Accordingly, a bankruptcy case involving a sole proprietorship includes both the business and personal assets of the owners-debtors. Like a corporation, a partnership exists separate and apart from its partners. In a partnership bankruptcy case (partnership as debtor), however, the partners’ personal assets may be used to pay creditors in the bankruptcy case or the partners, themselves, may be forced to file for bankruptcy protection.

Subchapter V Bankruptcy: The Small Business Case

Determination of whether a debtor is a “small business debtor” requires application of a two-part test: (1) the debtor must be engaged in commercial or business activities (other than primarily owning or operating real property) with total noncontingent liquidated secured and unsecured debts of $2,566,050 or less; (2) the debtor’s case must be one in which the U.S. trustee has not appointed a creditors’ committee, or the court has determined the creditors’ committee is insufficiently active and representative to provide oversight of the debtor.

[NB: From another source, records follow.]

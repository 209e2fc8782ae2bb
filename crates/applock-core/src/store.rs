//! Key-value persistence seam used by the lock system.
//!
//! `FileStore` keeps one JSON document per key on disk and is the production
//! backend; `MemoryStore` backs tests and embedded callers that manage their
//! own durability.

use crate::error::{AppLockError, AppLockResult};
use directories_next::ProjectDirs;
use std::collections::HashMap;
use std::env;
use std::fs;
use std::io::{self, Write};
use std::path::{Path, PathBuf};
use std::sync::atomic::{AtomicBool, Ordering};
use std::sync::{Arc, Mutex};
use tempfile::NamedTempFile;

#[cfg(unix)]
use std::os::unix::fs::PermissionsExt;

/// Environment variable overriding the default state directory.
pub const STATE_DIR_ENV: &str = "APPLOCK_STATE_DIR";

const APP_QUALIFIER: &str = "io";
const APP_ORGANIZATION: &str = "Applock";
const APP_NAME: &str = "applock";

/// Durable key-value store holding serialized lock records.
pub trait StateStore {
    /// Fetch the value stored under `key`, or `None` when the key was never
    /// written.
    fn load(&self, key: &str) -> AppLockResult<Option<String>>;

    /// Persist `value` under `key`, replacing any previous value. The value
    /// must be durable before this returns `Ok`.
    fn save(&mut self, key: &str, value: &str) -> AppLockResult<()>;
}

fn project_dirs() -> Option<ProjectDirs> {
    ProjectDirs::from(APP_QUALIFIER, APP_ORGANIZATION, APP_NAME)
}

/// File-backed store writing one `<key>.json` document per key.
#[derive(Debug, Clone)]
pub struct FileStore {
    root: PathBuf,
}

impl FileStore {
    /// Store rooted at an explicit directory.
    pub fn at(root: impl Into<PathBuf>) -> Self {
        Self { root: root.into() }
    }

    /// Resolve the platform state directory, honouring `APPLOCK_STATE_DIR`.
    ///
    /// # Errors
    /// Returns `AppLockError::Storage` when no platform data directory can be
    /// determined and no override is set.
    pub fn open_default() -> AppLockResult<Self> {
        if let Some(dir) = env::var_os(STATE_DIR_ENV).filter(|value| !value.is_empty()) {
            return Ok(Self::at(PathBuf::from(dir)));
        }
        let dirs = project_dirs().ok_or_else(|| {
            AppLockError::Storage(
                "unable to determine a state directory for this platform".to_string(),
            )
        })?;
        Ok(Self::at(dirs.data_dir()))
    }

    pub fn root(&self) -> &Path {
        &self.root
    }

    fn entry_path(&self, key: &str) -> PathBuf {
        self.root.join(format!("{key}.json"))
    }
}

impl StateStore for FileStore {
    fn load(&self, key: &str) -> AppLockResult<Option<String>> {
        match fs::read_to_string(self.entry_path(key)) {
            Ok(contents) => Ok(Some(contents)),
            Err(err) if err.kind() == io::ErrorKind::NotFound => Ok(None),
            Err(err) => Err(AppLockError::Io(err)),
        }
    }

    fn save(&mut self, key: &str, value: &str) -> AppLockResult<()> {
        fs::create_dir_all(&self.root)?;

        let mut temp = NamedTempFile::new_in(&self.root)?;
        temp.as_file_mut().write_all(value.as_bytes())?;
        temp.as_file_mut().flush()?;
        #[cfg(unix)]
        fs::set_permissions(temp.path(), fs::Permissions::from_mode(0o600))?;
        let _ = temp.as_file().sync_all();
        temp.persist(self.entry_path(key))
            .map_err(|err| AppLockError::Io(err.error))?;
        Ok(())
    }
}

/// In-memory store shared across clones, so tests can hand the "device" to a
/// fresh lock system and simulate a restart.
#[derive(Debug, Clone, Default)]
pub struct MemoryStore {
    entries: Arc<Mutex<HashMap<String, String>>>,
    fail_writes: Arc<AtomicBool>,
}

impl MemoryStore {
    pub fn new() -> Self {
        Self::default()
    }

    /// Make subsequent `save` calls fail, for exercising write-failure paths.
    pub fn set_fail_writes(&self, fail: bool) {
        self.fail_writes.store(fail, Ordering::SeqCst);
    }
}

impl StateStore for MemoryStore {
    fn load(&self, key: &str) -> AppLockResult<Option<String>> {
        Ok(self.entries.lock().map_err(poisoned)?.get(key).cloned())
    }

    fn save(&mut self, key: &str, value: &str) -> AppLockResult<()> {
        if self.fail_writes.load(Ordering::SeqCst) {
            return Err(AppLockError::Storage("write failure injected".to_string()));
        }
        self.entries
            .lock()
            .map_err(poisoned)?
            .insert(key.to_string(), value.to_string());
        Ok(())
    }
}

fn poisoned<T>(_: T) -> AppLockError {
    AppLockError::Storage("memory store mutex poisoned".to_string())
}
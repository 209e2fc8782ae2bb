//! Logging bootstrap shared by applock binaries.

use env_logger::{Builder, Env};

/// Initialise the global logger, honouring `RUST_LOG` with `default_level`
/// as the fallback filter. Safe to call more than once; later calls are
/// no-ops.
pub fn init(default_level: &str) {
    let env = Env::default().default_filter_or(default_level);
    let _ = Builder::from_env(env).format_timestamp_secs().try_init();
}
use std::fmt::{Debug, Display, Formatter};
use std::path::PathBuf;
use std::sync::Arc;

use arc_swap::ArcSwapOption;
use tracing::warn;

use crate::registry::{ContextId, TerminationRegistry};
use crate::{fs_ops, Error};

/// Whether a temporary entry is a regular file or a directory.
#[derive(Debug, Eq, PartialEq, Copy, Clone)]
pub enum EntryKind {
    /// Deleted with a single remove.
    File,
    /// Deleted recursively, including everything beneath it.
    Directory,
}

impl Display for EntryKind {
    fn fmt(&self, f: &mut Formatter<'_>) -> std::fmt::Result {
        match self {
            Self::File => write!(f, "file"),
            Self::Directory => write!(f, "directory"),
        }
    }
}

/// A temporary file or directory created by a [`TempContext`](crate::TempContext).
///
/// Closing the entry deletes it and removes it from its context's bookkeeping.
/// An entry that is never closed is deleted when its context is closed, or at
/// process exit at the latest. Dropping the entry closes it.
pub struct TempEntry {
    context: ContextId,
    registry: Arc<TerminationRegistry>,

    /// Set to `None` exactly once, by whichever call closes the entry.
    path: ArcSwapOption<PathBuf>,

    /// The name the entry is registered under.
    name: String,

    kind: EntryKind,
}

impl TempEntry {
    pub(crate) fn new(
        context: ContextId,
        registry: Arc<TerminationRegistry>,
        name: String,
        path: PathBuf,
        kind: EntryKind,
    ) -> Self {
        Self {
            context,
            registry,
            path: ArcSwapOption::from_pointee(path),
            name,
            kind,
        }
    }

    /// Returns the path of the temporary file or directory.
    ///
    /// ## Errors
    ///
    /// [`Error::EntryClosed`] once the entry has been closed.
    pub fn path(&self) -> Result<Arc<PathBuf>, Error> {
        self.path.load_full().ok_or(Error::EntryClosed)
    }

    /// Whether this is a file or a directory.
    pub fn kind(&self) -> EntryKind {
        self.kind
    }

    /// Whether [`close`](Self::close) was already called.
    pub fn is_closed(&self) -> bool {
        self.path.load().is_none()
    }

    /// Deletes the file or directory and stops tracking it.
    ///
    /// Closing an already closed entry does nothing. When called concurrently,
    /// exactly one call performs the deletion.
    ///
    /// ## Example
    ///
    /// ```
    /// # use tempfile_context::{TempContext, Error};
    /// let context = TempContext::new()?;
    /// let entry = context.create_temp_file("report.pdf")?;
    /// let path = entry.path()?;
    /// assert!(path.is_file());
    ///
    /// entry.close()?;
    /// assert!(!path.exists());
    /// assert_eq!(context.size(), 0);
    ///
    /// // Closing again is a no-op.
    /// entry.close()?;
    /// # Ok::<(), Error>(())
    /// ```
    pub fn close(&self) -> Result<(), Error> {
        let Some(path) = self.path.swap(None) else {
            return Ok(());
        };
        self.registry.unregister(self.context, &self.name);
        fs_ops::delete_entry(&path, self.kind).map_err(|source| {
            Error::Delete(crate::DeleteFailure {
                path: path.to_path_buf(),
                kind: self.kind,
                source,
            })
        })
    }

    /// Closes the entry on tokio's blocking thread pool.
    ///
    /// ## Example
    ///
    /// ```
    /// # use tempfile_context::{TempContext, Error};
    /// # let _ = tokio_test::block_on(async {
    /// let context = TempContext::new()?;
    /// let file = context.create_temp_file_default()?;
    /// let path = file.path()?;
    ///
    /// file.close_async().await?;
    /// assert!(!path.exists());
    /// # Ok::<(), Error>(())
    /// # });
    /// ```
    #[cfg_attr(docsrs, doc(cfg(feature = "tokio")))]
    #[cfg(feature = "tokio")]
    pub async fn close_async(self) -> Result<(), Error> {
        crate::spawn_close(move || self.close()).await
    }
}

/// Closes the entry, logging any failure.
impl Drop for TempEntry {
    fn drop(&mut self) {
        if let Err(e) = self.close() {
            warn!(error = %e, "Failed to delete temporary {} on drop", self.kind);
        }
    }
}

impl Debug for TempEntry {
    fn fmt(&self, f: &mut Formatter<'_>) -> std::fmt::Result {
        match self.path.load().as_deref() {
            Some(path) => write!(f, "{:?}", path),
            None => write!(f, "<closed {}>", self.kind),
        }
    }
}
use crate::{fs_ops, EntryKind, Error};

static NEXT_CONTEXT_ID: AtomicU64 = AtomicU64::new(1);

static GLOBAL: Lazy<Arc<TerminationRegistry>> =
    Lazy::new(|| Arc::new(TerminationRegistry::with_hook(AtExitHook)));

/// Identifies a context within a registry. Unique for the life of the process.
#[derive(Debug, Copy, Clone, Eq, PartialEq, Hash, Ord, PartialOrd)]
pub struct ContextId(u64);

impl ContextId {
    pub(crate) fn next() -> Result<Self, Error> {
        next_id(&NEXT_CONTEXT_ID).map(ContextId)
    }

    /// The raw numeric value.
    pub fn get(self) -> u64 {
        self.0
    }
}

impl Display for ContextId {
    fn fmt(&self, f: &mut Formatter<'_>) -> std::fmt::Result {
        Display::fmt(&self.0, f)
    }
}

/// Takes the current value and advances the counter, refusing to wrap around.
fn next_id(counter: &AtomicU64) -> Result<u64, Error> {
    counter
        .fetch_update(Ordering::Relaxed, Ordering::Relaxed, |id| id.checked_add(1))
        .map_err(|_| Error::CounterOverflow("context id"))
}

/// Increments the active count, returning the previous value. The counter is
/// left untouched on overflow.
fn increment_active(active: &AtomicUsize) -> Result<usize, Error> {
    active
        .fetch_update(Ordering::SeqCst, Ordering::SeqCst, |n| n.checked_add(1))
        .map_err(|_| Error::CounterOverflow("active context count"))
}

/// A path scheduled for deletion.
#[derive(Debug, Clone)]
pub(crate) struct PendingEntry {
    pub path: PathBuf,
    pub kind: EntryKind,
}

pub(crate) type EntryMap = IndexMap<String, PendingEntry>;

/// Runs a callback at process exit on behalf of a [`TerminationRegistry`].
///
/// The registry calls [`install`](ShutdownHook::install) when its first
/// context becomes active and [`remove`](ShutdownHook::remove) when its last
/// one closes. Failures of either are logged and otherwise ignored.
pub trait ShutdownHook: Send + Sync {
    fn install(&self) -> io::Result<()>;
    fn remove(&self) -> io::Result<()>;
}

/// Sweeps the process-wide registry from a `libc::atexit` callback.
///
/// `atexit` registrations cannot be undone, so the callback is registered once
/// and `install`/`remove` arm and disarm it.
struct AtExitHook;

static AT_EXIT_ARMED: AtomicBool = AtomicBool::new(false);
static AT_EXIT_STATUS: OnceCell<libc::c_int> = OnceCell::new();

extern "C" fn sweep_at_exit() {
    if !AT_EXIT_ARMED.swap(false, Ordering::SeqCst) {
        return;
    }
    // Unwinding out of an extern "C" function aborts the process.
    let _ = std::panic::catch_unwind(std::panic::AssertUnwindSafe(|| GLOBAL.sweep()));
}

impl ShutdownHook for AtExitHook {
    fn install(&self) -> io::Result<()> {
        let status = *AT_EXIT_STATUS.get_or_init(|| unsafe { libc::atexit(sweep_at_exit) });
        if status != 0 {
            return Err(io::Error::new(
                io::ErrorKind::Other,
                format!("atexit registration failed with status {}", status),
            ));
        }
        AT_EXIT_ARMED.store(true, Ordering::SeqCst);
        Ok(())
    }

    fn remove(&self) -> io::Result<()> {
        AT_EXIT_ARMED.store(false, Ordering::SeqCst);
        Ok(())
    }
}

/// Maps each context to the entries it still has to delete, and owns the
/// shutdown hook shared by all of its active contexts.
pub struct TerminationRegistry {
    /// The outer lock only guards lookup, insertion and removal of a context's
    /// map. Each map has its own lock so contexts never contend with each other.
    pending: RwLock<HashMap<ContextId, Arc<Mutex<EntryMap>>>>,

    /// Number of contexts that are created but not yet closed.
    active: AtomicUsize,

    /// Whether `hook` is currently installed.
    hook_installed: Mutex<bool>,

    hook: Box<dyn ShutdownHook>,
}
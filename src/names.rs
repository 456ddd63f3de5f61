//! Turns caller-supplied names into safe file name components.

/// Prefix used when no usable prefix is given.
pub const DEFAULT_PREFIX: &str = "tmp_";

/// Suffix used when no suffix is given or none can be derived from a name.
pub const DEFAULT_SUFFIX: &str = ".tmp";

/// Shorter prefixes are padded with trailing `_`.
pub const MIN_PREFIX_LENGTH: usize = 3;

/// Longer prefixes are truncated.
pub const MAX_PREFIX_LENGTH: usize = 64;

/// Generates a file name prefix from a name template.
///
/// 1. An empty template yields [`DEFAULT_PREFIX`].
/// 2. Any character that is not in `[a-zA-Z0-9._-]` is replaced with `_`.
/// 3. The result is truncated to [`MAX_PREFIX_LENGTH`] characters.
/// 4. The result is padded with trailing `_` to [`MIN_PREFIX_LENGTH`] characters.
///
/// ## Example
///
/// ```
/// use tempfile_context::names::sanitize_prefix;
///
/// assert_eq!(sanitize_prefix(""), "tmp_");
/// assert_eq!(sanitize_prefix("a b"), "a_b");
/// assert_eq!(sanitize_prefix("x"), "x__");
/// ```
pub fn sanitize_prefix(template: &str) -> String {
    if template.is_empty() {
        return DEFAULT_PREFIX.to_string();
    }

    let mut prefix: String = template
        .chars()
        .take(MAX_PREFIX_LENGTH)
        .map(|ch| if is_safe_prefix_char(ch) { ch } else { '_' })
        .collect();
    while prefix.len() < MIN_PREFIX_LENGTH {
        prefix.push('_');
    }
    prefix
}

/// Splits a desired file name into a sanitized prefix and a suffix, keeping the
/// file type recognizable by its extension.
///
/// A trailing run of `.`-separated segments made of `[a-zA-Z0-9_]` becomes the
/// suffix, so multiple extensions such as `.tar.gz` are kept together. A dot in
/// first position, a dot preceded by another dot, and an empty segment all end
/// the scan. When a suffix is split off, the prefix gets a trailing `_`
/// separating it from the random part of the generated name. Without a
/// suffix, [`DEFAULT_SUFFIX`] is used.
///
/// Neither dot of a `..` pair is a boundary, so only the segments after the
/// pair can form the suffix: `x..tar.gz` keeps `.gz`, and `a..gz` has no
/// suffix at all. Accepting the second dot instead would give `.tar.gz` and
/// `.gz`.
///
/// ## Example
///
/// ```
/// use tempfile_context::names::split_name;
///
/// assert_eq!(split_name("archive.tar.gz"), ("archive_".to_string(), ".tar.gz".to_string()));
/// assert_eq!(split_name("README"), ("README".to_string(), ".tmp".to_string()));
/// assert_eq!(split_name("a..gz"), ("a..gz".to_string(), ".tmp".to_string()));
/// ```
pub fn split_name(name: &str) -> (String, String) {
    match suffix_start(name) {
        Some(boundary) => {
            let prefix = format!("{}_", &name[..boundary]);
            (sanitize_prefix(&prefix), name[boundary..].to_string())
        }
        None => (sanitize_prefix(name), DEFAULT_SUFFIX.to_string()),
    }
}

/// Byte index of the dot that starts the extension, if any.
fn suffix_start(name: &str) -> Option<usize> {
    let bytes = name.as_bytes();
    let mut boundary = bytes.len();
    let mut i = bytes.len();
    // Index 0 is never an extension boundary.
    while i > 1 {
        i -= 1;
        match bytes[i] {
            b'.' => {
                if i + 1 == boundary || bytes[i - 1] == b'.' {
                    break;
                }
                boundary = i;
            }
            b if is_safe_suffix_byte(b) => {}
            _ => break,
        }
    }
    (boundary < bytes.len()).then_some(boundary)
}

fn is_safe_prefix_char(ch: char) -> bool {
    ch.is_ascii_alphanumeric() || ch == '.' || ch == '-' || ch == '_'
}

fn is_safe_suffix_byte(b: u8) -> bool {
    b.is_ascii_alphanumeric() || b == b'_'
}

#[cfg(test)]
mod tests {
    use super::*;

    fn split(name: &str) -> (String, String) {
        split_name(name)
    }

    #[test]
    fn empty_template_uses_default() {
        assert_eq!(sanitize_prefix(""), DEFAULT_PREFIX);
    }

    #[test]
    fn unsafe_characters_are_replaced() {
        assert_eq!(sanitize_prefix("my report (1)"), "my_report__1_");
        assert_eq!(sanitize_prefix("../etc/passwd"), ".._etc_passwd");
        assert_eq!(sanitize_prefix("naïve"), "na_ve");
    }

    #[test]
    fn short_prefixes_are_padded() {
        assert_eq!(sanitize_prefix("a"), "a__");
        assert_eq!(sanitize_prefix("ab"), "ab_");
        assert_eq!(sanitize_prefix("abc"), "abc");
    }

    #[test]
    fn long_prefixes_are_truncated() {
        let long = "x".repeat(200);
        assert_eq!(sanitize_prefix(&long), "x".repeat(MAX_PREFIX_LENGTH));
    }

    #[test]
    fn sanitize_is_idempotent_and_bounded() {
        let inputs = vec![
            String::new(),
            "a".to_string(),
            "tmp_".to_string(),
            "héllo wörld".to_string(),
            "/\\:*?\"<>|".to_string(),
            "archive.tar.gz".to_string(),
            "é".repeat(100),
            "ab/".repeat(40),
        ];
        for input in &inputs {
            let once = sanitize_prefix(input);
            assert_eq!(sanitize_prefix(&once), once, "input {input:?}");
            assert!(once.len() >= MIN_PREFIX_LENGTH, "input {input:?}");
            assert!(once.len() <= MAX_PREFIX_LENGTH, "input {input:?}");
            assert!(once.chars().all(is_safe_prefix_char), "input {input:?}");
        }
    }

    #[test]
    fn multi_extension_is_kept() {
        assert_eq!(split("archive.tar.gz"), ("archive_".into(), ".tar.gz".into()));
    }

    #[test]
    fn single_extension() {
        assert_eq!(split("report.pdf"), ("report_".into(), ".pdf".into()));
        assert_eq!(split("x.gz"), ("x__".into(), ".gz".into()));
    }

    #[test]
    fn no_extension_uses_default_suffix() {
        assert_eq!(split(""), ("tmp_".into(), ".tmp".into()));
        assert_eq!(split("README"), ("README".into(), ".tmp".into()));
    }

    #[test]
    fn leading_dot_is_not_an_extension() {
        assert_eq!(split(".bashrc"), (".bashrc".into(), ".tmp".into()));
        assert_eq!(split(".config.json"), (".config_".into(), ".json".into()));
    }

    #[test]
    fn double_dot_ends_the_scan() {
        assert_eq!(split("a..gz"), ("a..gz".into(), ".tmp".into()));
        assert_eq!(split("x..tar.gz"), ("x..tar_".into(), ".gz".into()));
    }

    #[test]
    fn trailing_dot_is_not_an_extension() {
        assert_eq!(split("name."), ("name.".into(), ".tmp".into()));
    }

    #[test]
    fn unsafe_character_ends_the_scan() {
        assert_eq!(split("my-file.v2.txt"), ("my-file_".into(), ".v2.txt".into()));
        assert_eq!(split("a.b-c.txt"), ("a.b-c_".into(), ".txt".into()));
        assert_eq!(split("photo.jpé"), ("photo.jp_".into(), ".tmp".into()));
    }
}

Unlike other Chapter 11 bankruptcies, the small business debtor is subject to additional oversight by the U.S. trustee. Early in the case, the small business debtor must attend an “initial interview” with the U.S. trustee at which time the U.S. trustee will evaluate the debtor’s viability, inquire about the debtor’s business plan, and explain certain debtor obligations including the debtor’s responsibility to file various reports. The U.S. trustee will also monitor the activities of the small business debtor during the case to identify as promptly as possible whether the debtor will be unable to confirm a plan. Because certain filing deadlines are different and extensions are more difficult to obtain, a case designated as a small business case normally proceeds more quickly than other chapter 11 cases.